A verbatim reproduction of every entry is the expected answer.
[Opening RECORDS FOR PROCESSING section]
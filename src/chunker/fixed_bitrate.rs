//! Byte-count slicing chunker.
//!
//! Grounded on `worker_fixedbitrate.py::MPEGFixedBitrateWorker.start`: reads 4 KiB at a time
//! from the downloader's stdout, cuts a Chunk once the buffer reaches
//! `buffer_size_seconds * byte_rate`, and flushes a trailing >= 4 KiB remainder on EOF.

use std::sync::Arc;

use anyhow::{Context, Result};
use async_trait::async_trait;
use tokio::io::AsyncReadExt;
use tokio::sync::mpsc::UnboundedSender;
use tracing::{debug, info, warn};

use crate::downloader::Downloader;
use crate::shutdown::ShutdownSignal;
use crate::types::{Chunk, MediaType, StreamInfo};

use super::{Chunker, now_seconds, rates};

const READ_SIZE: usize = 4096;
const FINAL_FLUSH_THRESHOLD: usize = 4096;

pub struct FixedBitrateChunker {
    downloader: Arc<dyn Downloader>,
    buffer_size_seconds: u32,
}

impl FixedBitrateChunker {
    pub fn new(downloader: Arc<dyn Downloader>, buffer_size_seconds: u32) -> Self {
        Self {
            downloader,
            buffer_size_seconds,
        }
    }
}

#[async_trait]
impl Chunker for FixedBitrateChunker {
    async fn run(
        &self,
        info: &StreamInfo,
        tx: &UnboundedSender<Chunk>,
        stop: &mut ShutdownSignal,
    ) -> Result<()> {
        let mut child = self.downloader.spawn_stream(&info.url).await?;
        let mut stdout = child.stdout.take().context("downloader stdout not piped")?;

        let byte_rate = rates::sample_rate_for_url(&info.url);
        let chunk_size = self.buffer_size_seconds as u64 * byte_rate;

        let mut buffer: Vec<u8> = Vec::new();
        let mut audio_start_time = now_seconds() - super::LIVE_LATENCY_SECONDS;
        let mut read_buf = [0u8; READ_SIZE];

        loop {
            if stop.is_set() {
                break;
            }

            let read_result = tokio::select! {
                result = stdout.read(&mut read_buf) => result,
                _ = stop.cancelled() => break,
            };

            let next_start_time = now_seconds() - super::LIVE_LATENCY_SECONDS;

            let n = match read_result {
                Ok(0) => {
                    info!(key = %info.key, "downloader stream ended");
                    break;
                }
                Ok(n) => n,
                Err(err) => {
                    warn!(key = %info.key, %err, "error reading from downloader stdout");
                    break;
                }
            };

            buffer.extend_from_slice(&read_buf[..n]);

            if buffer.len() as u64 >= chunk_size {
                debug!(key = %info.key, bytes = buffer.len(), "emitting fixed-bitrate chunk");
                let raw = std::mem::take(&mut buffer);
                if tx
                    .send(Chunk {
                        raw,
                        audio_start_time,
                        key: info.key.clone(),
                        media_type: info.media_type,
                    })
                    .is_err()
                {
                    break;
                }
                audio_start_time = next_start_time;
            }
        }

        if buffer.len() >= FINAL_FLUSH_THRESHOLD {
            let _ = tx.send(Chunk {
                raw: buffer,
                audio_start_time,
                key: info.key.clone(),
                media_type: info.media_type,
            });
        }

        let _ = child.start_kill();
        Ok(())
    }
}

#[cfg(test)]
mod tests {
    use super::*;
    use crate::shutdown::Shutdown;
    use std::process::Stdio;
    use tokio::process::Command;

    struct ShellDownloader {
        script: String,
    }

    #[async_trait]
    impl Downloader for ShellDownloader {
        async fn spawn_stream(&self, _url: &str) -> Result<tokio::process::Child> {
            Command::new("sh")
                .arg("-c")
                .arg(&self.script)
                .stdout(Stdio::piped())
                .stderr(Stdio::piped())
                .spawn()
                .context("spawn sh")
        }

        async fn spawn_fragments(
            &self,
            _url: &str,
            _stream_id: &str,
            _fragment_dir: &std::path::Path,
            _media_type: MediaType,
        ) -> Result<tokio::process::Child> {
            unreachable!("not used by this chunker")
        }
    }

    #[tokio::test]
    async fn emits_whole_overshot_buffer_then_flushes_remainder() {
        // bufferSizeSeconds=1, Twitch rate=25540 B/s -> chunk_size=25540.
        // Produce chunk_size + 3000 bytes then EOF. Reads happen in 4096-byte increments, so
        // the buffer crosses chunk_size mid-read and the whole accumulated buffer (not a
        // chunk_size-sized slice of it) is emitted as one Chunk -- the exact byte count where
        // that crossing happens depends on pipe scheduling, so assert the invariants instead
        // of a specific split.
        let chunk_size = rates::TWITCH_AUDIO_BYTES_PER_SEC as usize;
        let total = chunk_size + 3000;
        let script = format!("head -c {total} /dev/zero");

        let downloader = Arc::new(ShellDownloader { script });
        let chunker = FixedBitrateChunker::new(downloader, 1);

        let info = StreamInfo {
            url: "https://twitch.tv/someone".into(),
            is_live: true,
            stream_id: "X".into(),
            stream_title: "T".into(),
            start_time: "0".into(),
            key: "k".into(),
            media_type: MediaType::Audio,
        };

        let (tx, mut rx) = tokio::sync::mpsc::unbounded_channel();
        let (_shutdown, mut signal) = Shutdown::new();

        chunker.run(&info, &tx, &mut signal).await.unwrap();
        drop(tx);

        let mut sizes = Vec::new();
        while let Some(chunk) = rx.recv().await {
            sizes.push(chunk.raw.len());
        }

        assert!(!sizes.is_empty(), "expected at least one chunk");

        let (last, leading) = sizes.split_last().expect("non-empty");
        for &size in leading {
            assert!(
                size >= chunk_size,
                "non-final chunk {size} should have crossed chunk_size {chunk_size}"
            );
        }

        let emitted: usize = sizes.iter().sum();
        let dropped = total - emitted;
        assert!(
            dropped < FINAL_FLUSH_THRESHOLD,
            "only a sub-threshold remainder should go unflushed, got {dropped} bytes dropped"
        );
        assert!(*last > 0, "final chunk should be non-empty");
    }
}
[Closing RECORDS FOR PROCESSING section]
_RESPONSE TO THIS EXERCISE_:
filename src/chunker/fixed_bitrate.rs
//! Byte-count slicing chunker.
//!
//! Grounded on `worker_fixedbitrate.py::MPEGFixedBitrateWorker.start`: reads 4 KiB at a time
//! from the downloader's stdout, cuts a Chunk once the buffer reaches
//! `buffer_size_seconds * byte_rate`, and flushes a trailing >= 4 KiB remainder on EOF.

use std::sync::Arc;

use anyhow::{Context, Result};
use async_trait::async_trait;
use tokio::io::AsyncReadExt;
use tokio::sync::mpsc::UnboundedSender;
use tracing::{debug, info, warn};

use crate::downloader::Downloader;
use crate::shutdown::ShutdownSignal;
use crate::types::{Chunk, MediaType, StreamInfo};

use super::{Chunker, now_seconds, rates};

const READ_SIZE: usize = 4096;
const FINAL_FLUSH_THRESHOLD: usize = 4096;

pub struct FixedBitrateChunker {
    downloader: Arc<dyn Downloader>,
    buffer_size_seconds: u32,
}

impl FixedBitrateChunker {
    pub fn new(downloader: Arc<dyn Downloader>, buffer_size_seconds: u32) -> Self {
        Self {
            downloader,
            buffer_size_seconds,
        }
    }
}

#[async_trait]
impl Chunker for FixedBitrateChunker {
    async fn run(
        &self,
        info: &StreamInfo,
        tx: &UnboundedSender<Chunk>,
        stop: &mut ShutdownSignal,
    ) -> Result<()> {
        let mut child = self.downloader.spawn_stream(&info.url).await?;
        let mut stdout = child.stdout.take().context("downloader stdout not piped")?;

        let byte_rate = rates::sample_rate_for_url(&info.url);
        let chunk_size = self.buffer_size_seconds as u64 * byte_rate;

        let mut buffer: Vec<u8> = Vec::new();
        let mut audio_start_time = now_seconds() - super::LIVE_LATENCY_SECONDS;
        let mut read_buf = [0u8; READ_SIZE];

        loop {
            if stop.is_set() {
                break;
            }

            let read_result = tokio::select! {
                result = stdout.read(&mut read_buf) => result,
                _ = stop.cancelled() => break,
            };

            let next_start_time = now_seconds() - super::LIVE_LATENCY_SECONDS;

            let n = match read_result {
                Ok(0) => {
                    info!(key = %info.key, "downloader stream ended");
                    break;
                }
                Ok(n) => n,
                Err(err) => {
                    warn!(key = %info.key, %err, "error reading from downloader stdout");
                    break;
                }
            };

            buffer.extend_from_slice(&read_buf[..n]);

            if buffer.len() as u64 >= chunk_size {
                debug!(key = %info.key, bytes = buffer.len(), "emitting fixed-bitrate chunk");
                let raw = std::mem::take(&mut buffer);
                if tx
                    .send(Chunk {
                        raw,
                        audio_start_time,
                        key: info.key.clone(),
                        media_type: info.media_type,
                    })
                    .is_err()
                {
                    break;
                }
                audio_start_time = next_start_time;
            }
        }

        if buffer.len() >= FINAL_FLUSH_THRESHOLD {
            let _ = tx.send(Chunk {
                raw: buffer,
                audio_start_time,
                key: info.key.clone(),
                media_type: info.media_type,
            });
        }

        let _ = child.start_kill();
        Ok(())
    }
}

#[cfg(test)]
mod tests {
    use super::*;
    use crate::shutdown::Shutdown;
    use std::process::Stdio;
    use tokio::process::Command;

    struct ShellDownloader {
        script: String,
    }

    #[async_trait]
    impl Downloader for ShellDownloader {
        async fn spawn_stream(&self, _url: &str) -> Result<tokio::process::Child> {
            Command::new("sh")
                .arg("-c")
                .arg(&self.script)
                .stdout(Stdio::piped())
                .stderr(Stdio::piped())
                .spawn()
                .context("spawn sh")
        }

        async fn spawn_fragments(
            &self,
            _url: &str,
            _stream_id: &str,
            _fragment_dir: &std::path::Path,
            _media_type: MediaType,
        ) -> Result<tokio::process::Child> {
            unreachable!("not used by this chunker")
        }
    }

    #[tokio::test]
    async fn emits_whole_overshot_buffer_then_flushes_remainder() {
        // bufferSizeSeconds=1, Twitch rate=25540 B/s -> chunk_size=25540.
        // Produce chunk_size + 3000 bytes then EOF. Reads happen in 4096-byte increments, so
        // the buffer crosses chunk_size mid-read and the whole accumulated buffer (not a
        // chunk_size-sized slice of it) is emitted as one Chunk -- the exact byte count where
        // that crossing happens depends on pipe scheduling, so assert the invariants instead
        // of a specific split.
        let chunk_size = rates::TWITCH_AUDIO_BYTES_PER_SEC as usize;
        let total = chunk_size + 3000;
        let script = format!("head -c {total} /dev/zero");

        let downloader = Arc::new(ShellDownloader { script });
        let chunker = FixedBitrateChunker::new(downloader, 1);

        let info = StreamInfo {
            url: "https://twitch.tv/someone".into(),
            is_live: true,
            stream_id: "X".into(),
            stream_title: "T".into(),
            start_time: "0".into(),
            key: "k".into(),
            media_type: MediaType::Audio,
        };

        let (tx, mut rx) = tokio::sync::mpsc::unbounded_channel();
        let (_shutdown, mut signal) = Shutdown::new();

        chunker.run(&info, &tx, &mut signal).await.unwrap();
        drop(tx);

        let mut sizes = Vec::new();
        while let Some(chunk) = rx.recv().await {
            sizes.push(chunk.raw.len());
        }

        assert!(!sizes.is_empty(), "expected at least one chunk");

        let (last, leading) = sizes.split_last().expect("non-empty");
        for &size in leading {
            assert!(
                size >= chunk_size,
                "non-final chunk {size} should have crossed chunk_size {chunk_size}"
            );
        }

        let emitted: usize = sizes.iter().sum();
        let dropped = total - emitted;
        assert!(
            dropped < FINAL_FLUSH_THRESHOLD,
            "only a sub-threshold remainder should go unflushed, got {dropped} bytes dropped"
        );
        assert!(*last > 0, "final chunk should be non-empty");
    }
}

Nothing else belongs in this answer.